*** Dataset records Section Begins ***

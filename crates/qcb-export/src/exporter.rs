//! Export format abstraction.

use qcb_types::{QcbError, Tick};
use std::io::Write;
use thiserror::Error;

/// Export format identifier.
#[derive(Debug, Clone, Copy, PartialEq, Eq, Hash, Default)]
pub enum ExportFormat {
    /// CSV format.
    #[default]
    Csv,
    /// JSON array format.
    Json,
    /// Newline-delimited JSON format.
    Ndjson,
    /// Apache Parquet format.
    Parquet,
}

impl ExportFormat {
    /// Returns the file extension for this format.
    #[must_use]
    pub const fn extension(&self) -> &'static str {
        match self {
            Self::Csv => "csv",
            Self::Json => "json",
            Self::Ndjson => "ndjson",
            Self::Parquet => "parquet",
        }
    }

    /// Returns all available formats.
    #[must_use]
    pub const fn all() -> &'static [Self] {
        &[Self::Csv, Self::Json, Self::Ndjson, Self::Parquet]
    }

    /// Writes ticks with the default exporter for this format.
    ///
    /// # Errors
    ///
    /// Returns an error if writing fails, or [`ExportError::Unsupported`] for
    /// Parquet when the `parquet` feature is disabled.
    pub fn write_ticks<W: Write + Send>(
        &self,
        ticks: &[Tick],
        writer: W,
    ) -> Result<(), ExportError> {
        match self {
            Self::Csv => crate::CsvExporter::new().write_ticks(ticks, writer),
            Self::Json => crate::JsonExporter::new().write_ticks(ticks, writer),
            Self::Ndjson => crate::JsonExporter::ndjson().write_ticks(ticks, writer),
            #[cfg(feature = "parquet")]
            Self::Parquet => crate::ParquetExporter::new().write_ticks(ticks, writer),
            #[cfg(not(feature = "parquet"))]
            Self::Parquet => {
                drop(writer);
                Err(ExportError::Unsupported(*self))
            }
        }
    }
}

impl std::fmt::Display for ExportFormat {
    fn fmt(&self, f: &mut std::fmt::Formatter<'_>) -> std::fmt::Result {
        write!(f, "{}", self.extension())
    }
}

impl std::str::FromStr for ExportFormat {
    type Err = ExportError;

    fn from_str(s: &str) -> Result<Self, Self::Err> {
        match s.to_lowercase().as_str() {
            "csv" => Ok(Self::Csv),
            "json" => Ok(Self::Json),
            "ndjson" | "jsonl" => Ok(Self::Ndjson),
            "parquet" | "pq" => Ok(Self::Parquet),
            _ => Err(ExportError::UnknownFormat(s.to_string())),
        }
    }
}

/// Errors that can occur during export.
#[derive(Error, Debug)]
pub enum ExportError {
    /// Unknown export format.
    #[error("Unknown format: {0}")]
    UnknownFormat(String),

    /// Format not compiled into this build.
    #[error("Format not supported in this build: {0}")]
    Unsupported(ExportFormat),

    /// I/O error.
    #[error("I/O error: {0}")]
    Io(#[from] std::io::Error),

    /// JSON serialization error.
    #[error("JSON error: {0}")]
    Json(#[from] serde_json::Error),

    /// Arrow/Parquet error.
    #[error("Parquet error: {0}")]
    Parquet(String),
}

impl From<ExportError> for QcbError {
    fn from(err: ExportError) -> Self {
        match err {
            ExportError::Io(e) => Self::Io(e),
            ExportError::Json(e) => Self::Json(e),
            other => Self::Export(other.to_string()),
        }
    }
}

/// Trait for tick exporters.
pub trait Exporter: Send + Sync {
    /// Writes ticks to the output.
    ///
    /// # Errors
    ///
    /// Returns an error if writing fails.
    fn write_ticks<W: Write + Send>(&self, ticks: &[Tick], writer: W) -> Result<(), ExportError>;

    /// Returns the file extension for this format.
    fn extension(&self) -> &str;
}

*** Dataset records Section Ends ***

Go through the records line by line, and copy each line that holds the string "Send".

    pub fn write_ticks<W: Write + Send>(
pub trait Exporter: Send + Sync {
    fn write_ticks<W: Write + Send>(&self, ticks: &[Tick], writer: W) -> Result<(), ExportError>;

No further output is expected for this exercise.